Jump to Main Content
Molecular Ion-Independent Quantification of Polar Glycerolipid Classes in Marine Plankton Using Triple Quadrupole MS
- Popendorf, Kimberly J., Fredricks, Helen F., Van Mooy, Benjamin A. S.
- Lipids 2013 v.48 no.2 pp. 185-195
- betaine, biomarkers, cell membranes, electrospray ionization mass spectrometry, eukaryotic cells, fatty acids, glycolipids, high performance liquid chromatography, ions, marine ecosystems, microorganisms, oceans, phosphatidylcholines, phosphatidylethanolamines, plankton, prokaryotic cells
- Polar glycerolipids are a diverse family of lipid molecules that form the bulk of bacterial and eukaryotic microbial membranes. The earth and ocean sciences has a long history of using fatty acids as biomarkers for microbes, but have only recently begun to examine the intact polar lipids from which they are derived. Current analytical approaches rely on laboriously quantifying the molecular ions of each of these species independently.
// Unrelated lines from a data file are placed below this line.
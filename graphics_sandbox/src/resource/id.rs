//! Opaque resource identities
//!
//! Every texture, material and mesh gets a process-unique id at creation
//! time. The bindless tables and the per-frame mesh table are keyed by these
//! ids, so two resources with identical contents are still distinct entries.

use std::fmt;
use std::sync::atomic::{AtomicU64, Ordering};

macro_rules! resource_id {
    ($(#[$meta:meta])* $name:ident, $counter:ident, $prefix:literal) => {
        static $counter: AtomicU64 = AtomicU64::new(1);

        $(#[$meta])*
        #[derive(Debug, Clone, Copy, PartialEq, Eq, Hash, PartialOrd, Ord)]
        pub struct $name(u64);

        impl $name {
            /// Allocate a fresh id, never returned before in this process
            pub fn next() -> Self {
                Self($counter.fetch_add(1, Ordering::Relaxed))
            }

            /// Raw value (for logs and debugging)
            pub fn raw(&self) -> u64 {
                self.0
            }
        }

        impl fmt::Display for $name {
            fn fmt(&self, f: &mut fmt::Formatter<'_>) -> fmt::Result {
                write!(f, concat!($prefix, "#{}"), self.0)
            }
        }
    };
}

resource_id!(
    /// Identity of a `resource::Texture`
    TextureId, NEXT_TEXTURE_ID, "Texture"
);

resource_id!(
    /// Identity of a `resource::Material`
    MaterialId, NEXT_MATERIAL_ID, "Material"
);

resource_id!(
    /// Identity of a `resource::Mesh`
    MeshId, NEXT_MESH_ID, "Mesh"
);

#[cfg(test)]
#[path = "id_tests.rs"]
mod tests;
Thus, we saw a need for a method for quantifying polar glycerolipid classes that was: (i) selective for individual classes, (ii) inclusive of all species within a class, (iii) independent of foreknowledge of the molecular ions of the polar glycerolipid, and (iv) amenable to automated, high-throughput data analysis methods. Our new HPLC-electrospray-ionization triple-quadrupole MS (HPLC-ESI-TQMS) method can be applied to quantify the nine major classes of polar glycerolipid in planktonic communities: the phospholipids phosphatidylglycerol, phosphatidylethanolamine, and phosphatidylcholine; the glycolipids monoglycosyldiacylglycerol, diglycosyldiacylglycerol and sulfoquinovosyldiacylglycerol; and the betaine lipids diacylglyceryl trimethyl homoserine, diacylglyceryl hydroxymethyl trimethyl-β-alanine, and diacylglyceryl carboxyhydroxymethylcholine. The analyses rely on neutral loss and parent ion scan events that yield one chromatogram for each class of polar glycerolipid, simplifying downstream analysis and increasing sample throughput. The efficacy of the method was demonstrated by analyzing plankton community samples from a variety of marine environments.